Stored items from a collection:
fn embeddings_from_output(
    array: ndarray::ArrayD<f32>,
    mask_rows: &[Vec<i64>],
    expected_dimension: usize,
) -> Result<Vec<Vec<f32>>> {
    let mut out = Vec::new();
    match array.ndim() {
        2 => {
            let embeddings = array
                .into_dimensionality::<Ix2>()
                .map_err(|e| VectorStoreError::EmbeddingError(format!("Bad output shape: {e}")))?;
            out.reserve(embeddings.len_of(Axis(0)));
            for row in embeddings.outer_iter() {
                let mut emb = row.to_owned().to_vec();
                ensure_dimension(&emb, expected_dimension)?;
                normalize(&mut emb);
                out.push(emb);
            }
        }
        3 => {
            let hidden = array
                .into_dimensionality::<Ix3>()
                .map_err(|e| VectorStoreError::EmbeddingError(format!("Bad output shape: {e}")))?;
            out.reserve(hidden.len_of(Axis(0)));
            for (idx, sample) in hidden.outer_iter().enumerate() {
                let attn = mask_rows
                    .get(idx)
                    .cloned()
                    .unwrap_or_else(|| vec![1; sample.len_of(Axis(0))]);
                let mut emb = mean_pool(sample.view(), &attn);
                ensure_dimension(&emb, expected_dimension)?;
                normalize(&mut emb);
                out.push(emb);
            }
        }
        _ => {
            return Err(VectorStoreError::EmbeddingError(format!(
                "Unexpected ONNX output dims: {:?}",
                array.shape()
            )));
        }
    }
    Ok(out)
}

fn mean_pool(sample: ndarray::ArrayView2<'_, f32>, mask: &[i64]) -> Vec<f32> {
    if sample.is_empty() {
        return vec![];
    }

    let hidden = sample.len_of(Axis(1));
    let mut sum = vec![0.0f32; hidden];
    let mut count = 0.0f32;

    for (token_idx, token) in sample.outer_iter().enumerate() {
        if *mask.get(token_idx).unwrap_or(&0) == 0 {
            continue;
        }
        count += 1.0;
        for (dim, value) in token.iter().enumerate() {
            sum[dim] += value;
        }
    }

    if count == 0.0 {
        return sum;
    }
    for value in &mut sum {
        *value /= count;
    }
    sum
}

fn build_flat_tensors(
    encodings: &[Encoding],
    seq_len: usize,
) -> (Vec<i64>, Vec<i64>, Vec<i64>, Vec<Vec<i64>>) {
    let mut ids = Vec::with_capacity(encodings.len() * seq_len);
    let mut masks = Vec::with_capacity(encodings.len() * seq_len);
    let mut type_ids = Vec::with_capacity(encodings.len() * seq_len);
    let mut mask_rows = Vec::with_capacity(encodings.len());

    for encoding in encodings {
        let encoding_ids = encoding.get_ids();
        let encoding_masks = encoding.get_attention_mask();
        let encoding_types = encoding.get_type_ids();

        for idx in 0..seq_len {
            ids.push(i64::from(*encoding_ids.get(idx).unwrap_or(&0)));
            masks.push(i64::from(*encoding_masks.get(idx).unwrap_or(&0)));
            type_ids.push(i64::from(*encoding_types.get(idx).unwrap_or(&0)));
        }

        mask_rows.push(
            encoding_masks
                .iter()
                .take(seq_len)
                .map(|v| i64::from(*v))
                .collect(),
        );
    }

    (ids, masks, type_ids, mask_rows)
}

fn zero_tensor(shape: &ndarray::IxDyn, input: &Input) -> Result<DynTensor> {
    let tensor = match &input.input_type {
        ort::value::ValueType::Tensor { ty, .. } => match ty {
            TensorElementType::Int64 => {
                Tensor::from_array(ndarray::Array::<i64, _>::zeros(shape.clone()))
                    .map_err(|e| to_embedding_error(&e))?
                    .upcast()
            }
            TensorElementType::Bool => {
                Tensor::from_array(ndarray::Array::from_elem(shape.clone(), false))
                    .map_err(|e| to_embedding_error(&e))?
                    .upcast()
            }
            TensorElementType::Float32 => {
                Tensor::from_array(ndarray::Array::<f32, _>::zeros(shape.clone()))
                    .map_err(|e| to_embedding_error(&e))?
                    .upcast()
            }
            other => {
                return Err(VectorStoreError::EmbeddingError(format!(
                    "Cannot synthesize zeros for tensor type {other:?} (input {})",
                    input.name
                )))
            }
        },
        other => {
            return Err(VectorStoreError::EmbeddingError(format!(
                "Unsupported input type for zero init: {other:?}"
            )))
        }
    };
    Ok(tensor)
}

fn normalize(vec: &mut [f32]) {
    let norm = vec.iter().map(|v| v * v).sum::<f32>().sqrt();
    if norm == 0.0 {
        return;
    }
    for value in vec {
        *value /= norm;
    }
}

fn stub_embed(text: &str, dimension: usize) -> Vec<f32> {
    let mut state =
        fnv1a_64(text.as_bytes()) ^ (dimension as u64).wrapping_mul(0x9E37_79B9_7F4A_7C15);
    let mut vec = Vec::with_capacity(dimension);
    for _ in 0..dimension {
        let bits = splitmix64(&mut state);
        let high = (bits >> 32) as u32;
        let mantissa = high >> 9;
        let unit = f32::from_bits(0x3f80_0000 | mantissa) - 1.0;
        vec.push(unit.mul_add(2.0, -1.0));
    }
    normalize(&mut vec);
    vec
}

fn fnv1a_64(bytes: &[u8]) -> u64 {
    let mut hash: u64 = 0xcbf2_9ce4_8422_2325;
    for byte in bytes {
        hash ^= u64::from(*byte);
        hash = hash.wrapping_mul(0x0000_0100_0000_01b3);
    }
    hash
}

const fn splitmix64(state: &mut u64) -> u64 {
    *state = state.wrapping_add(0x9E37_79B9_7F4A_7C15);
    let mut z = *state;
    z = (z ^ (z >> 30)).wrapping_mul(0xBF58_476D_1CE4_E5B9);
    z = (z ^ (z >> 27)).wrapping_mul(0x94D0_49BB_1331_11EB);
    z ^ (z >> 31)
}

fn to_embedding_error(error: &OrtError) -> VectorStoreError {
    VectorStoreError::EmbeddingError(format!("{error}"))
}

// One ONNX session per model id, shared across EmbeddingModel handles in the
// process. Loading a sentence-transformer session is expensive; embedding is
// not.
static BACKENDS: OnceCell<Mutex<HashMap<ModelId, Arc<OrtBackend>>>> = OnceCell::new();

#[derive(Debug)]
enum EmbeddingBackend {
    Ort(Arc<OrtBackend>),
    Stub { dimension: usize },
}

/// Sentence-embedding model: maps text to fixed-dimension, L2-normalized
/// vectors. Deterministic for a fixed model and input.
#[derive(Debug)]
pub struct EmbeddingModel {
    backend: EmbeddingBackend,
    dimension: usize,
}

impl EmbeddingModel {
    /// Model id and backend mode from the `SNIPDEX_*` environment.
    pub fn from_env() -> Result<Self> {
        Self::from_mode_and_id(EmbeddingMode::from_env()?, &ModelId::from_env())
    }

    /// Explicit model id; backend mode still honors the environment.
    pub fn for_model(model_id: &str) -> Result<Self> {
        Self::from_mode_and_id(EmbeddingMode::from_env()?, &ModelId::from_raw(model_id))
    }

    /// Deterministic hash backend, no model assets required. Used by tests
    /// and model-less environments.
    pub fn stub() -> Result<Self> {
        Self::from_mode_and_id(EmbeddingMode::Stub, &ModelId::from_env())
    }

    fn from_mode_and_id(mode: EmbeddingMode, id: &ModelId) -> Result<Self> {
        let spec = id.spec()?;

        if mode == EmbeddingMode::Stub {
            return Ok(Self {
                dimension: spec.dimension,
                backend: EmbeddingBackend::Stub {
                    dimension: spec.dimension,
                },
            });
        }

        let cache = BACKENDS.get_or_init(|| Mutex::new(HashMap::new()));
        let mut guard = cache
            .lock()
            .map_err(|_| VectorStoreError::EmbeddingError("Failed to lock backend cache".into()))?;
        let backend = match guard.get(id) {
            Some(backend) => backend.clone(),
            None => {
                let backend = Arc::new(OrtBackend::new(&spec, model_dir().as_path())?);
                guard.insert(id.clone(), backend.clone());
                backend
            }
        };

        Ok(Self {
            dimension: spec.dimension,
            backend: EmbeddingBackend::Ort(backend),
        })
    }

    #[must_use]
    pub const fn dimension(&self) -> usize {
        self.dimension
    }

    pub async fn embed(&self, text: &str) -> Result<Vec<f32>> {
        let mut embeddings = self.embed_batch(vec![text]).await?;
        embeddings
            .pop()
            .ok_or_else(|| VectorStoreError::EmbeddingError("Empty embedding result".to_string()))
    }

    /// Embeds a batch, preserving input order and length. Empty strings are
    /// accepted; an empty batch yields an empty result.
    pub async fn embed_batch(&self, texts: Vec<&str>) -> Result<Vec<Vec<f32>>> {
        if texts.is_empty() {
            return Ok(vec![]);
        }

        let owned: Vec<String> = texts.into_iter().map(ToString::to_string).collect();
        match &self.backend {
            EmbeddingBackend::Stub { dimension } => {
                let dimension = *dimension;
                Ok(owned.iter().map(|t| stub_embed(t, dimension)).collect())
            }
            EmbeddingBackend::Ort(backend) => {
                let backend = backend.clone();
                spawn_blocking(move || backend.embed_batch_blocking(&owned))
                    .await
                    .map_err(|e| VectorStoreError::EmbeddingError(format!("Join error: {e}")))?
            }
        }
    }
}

- [WHAT NEEDS TO BE DONE]
Search the entries above for the string "fixed", and report each line where it occurs.

- [TASK SOLUTION]
/// Sentence-embedding model: maps text to fixed-dimension, L2-normalized
/// vectors. Deterministic for a fixed model and input.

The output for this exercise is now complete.